We believe that the economic climate in the domestic oil and gas industry continues to be suitable for our business model. Although oil prices have retreated from their peaks in mid-2006, and gas prices have been volatile, we believe that supply and demand fundamentals in the energy marketplace continue to provide us with the economic incentives necessary for us to assume the risks we face in our search for oil and gas reserves. However, we are experiencing a shrinking profit margin resulting from rising drilling and production costs. While profit margins still remain favorable, operating metrics per Mcfe, such as finding costs, production costs, and depreciation, depletion and amortization (“DD&A”) expense, are generally on an upward trend.

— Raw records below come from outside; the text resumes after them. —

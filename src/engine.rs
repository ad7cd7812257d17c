//! Inference engine seam.
//!
//! The pipeline drives four model stages through [`InferenceEngine`]. Every
//! call takes ownership of freshly built input tensors; nothing is pooled or
//! reused across calls.

use crate::error::{Result, TtsError};
use ndarray::{Array, ArrayD, Dimension};
use std::collections::HashMap;
use std::fmt;

/// One of the four model stages of a synthesis call.
#[derive(Clone, Copy, Debug, PartialEq, Eq, Hash)]
pub enum Stage {
    DurationPredictor,
    TextEncoder,
    VectorEstimator,
    Vocoder,
}

impl Stage {
    pub const ALL: [Stage; 4] = [
        Stage::DurationPredictor,
        Stage::TextEncoder,
        Stage::VectorEstimator,
        Stage::Vocoder,
    ];

    /// Input tensor names, in the order the pipeline supplies them.
    pub fn input_names(self) -> &'static [&'static str] {
        match self {
            Stage::DurationPredictor => &["text_ids", "style_dp", "text_mask"],
            Stage::TextEncoder => &["text_ids", "style_ttl", "text_mask"],
            Stage::VectorEstimator => &[
                "noisy_latent",
                "text_emb",
                "style_ttl",
                "latent_mask",
                "text_mask",
                "current_step",
                "total_step",
            ],
            Stage::Vocoder => &["latent"],
        }
    }

    pub fn output_name(self) -> &'static str {
        match self {
            Stage::DurationPredictor => "duration",
            Stage::TextEncoder => "text_emb",
            Stage::VectorEstimator => "denoised_latent",
            Stage::Vocoder => "wav_tts",
        }
    }

    /// Model file name inside the model directory.
    pub fn model_file(self) -> &'static str {
        match self {
            Stage::DurationPredictor => "duration_predictor.onnx",
            Stage::TextEncoder => "text_encoder.onnx",
            Stage::VectorEstimator => "vector_estimator.onnx",
            Stage::Vocoder => "vocoder.onnx",
        }
    }
}

impl fmt::Display for Stage {
    fn fmt(&self, f: &mut fmt::Formatter<'_>) -> fmt::Result {
        let name = match self {
            Stage::DurationPredictor => "duration predictor",
            Stage::TextEncoder => "text encoder",
            Stage::VectorEstimator => "vector estimator",
            Stage::Vocoder => "vocoder",
        };
        f.write_str(name)
    }
}

/// An owned tensor crossing the engine boundary.
#[derive(Clone, Debug, PartialEq)]
pub enum Tensor {
    Float(ArrayD<f32>),
    Int(ArrayD<i64>),
}

impl Tensor {
    pub fn shape(&self) -> &[usize] {
        match self {
            Tensor::Float(array) => array.shape(),
            Tensor::Int(array) => array.shape(),
        }
    }

    pub fn into_float(self) -> Result<ArrayD<f32>> {
        match self {
            Tensor::Float(array) => Ok(array),
            Tensor::Int(array) => Err(TtsError::engine(format!(
                "expected a float tensor, got int64 with shape {:?}",
                array.shape()
            ))),
        }
    }
}

impl<D: Dimension> From<Array<f32, D>> for Tensor {
    fn from(array: Array<f32, D>) -> Self {
        Tensor::Float(array.into_dyn())
    }
}

impl<D: Dimension> From<Array<i64, D>> for Tensor {
    fn from(array: Array<i64, D>) -> Self {
        Tensor::Int(array.into_dyn())
    }
}

/// Named inputs of one stage call, moved into the engine.
pub type TensorInputs = Vec<(&'static str, Tensor)>;

/// Named outputs of one stage call.
pub type TensorOutputs = HashMap<String, Tensor>;

/// Synchronous executor of the four model stages.
///
/// Implementations must return the stage's [`Stage::output_name`] tensor.
/// Output contents may be non-deterministic, shapes may not.
pub trait InferenceEngine: Send {
    fn run(&mut self, stage: Stage, inputs: TensorInputs) -> Result<TensorOutputs>;
}

/// Remove the stage's output tensor from `outputs` as a float array.
pub(crate) fn take_output(stage: Stage, mut outputs: TensorOutputs) -> Result<ArrayD<f32>> {
    let name = stage.output_name();
    outputs
        .remove(name)
        .ok_or_else(|| TtsError::engine(format!("{stage} did not return `{name}`")))?
        .into_float()
}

Finding quality domestic oil and gas reserves through exploration is a significant challenge and involves a high degree of risk. Our planned exploration activities in 2007 offer us the opportunity to add significant oil and gas reserves through the drilling of several potentially high-impact wells, particularly in our East Texas Bossier area. However, these wells are very expensive to drill and involve a high degree of risk.
Key Factors to Consider
The following summarizes the key factors considered by management in the review of our financial condition and operating performance for the first quarter of 2007 and the outlook for the remainder of 2007.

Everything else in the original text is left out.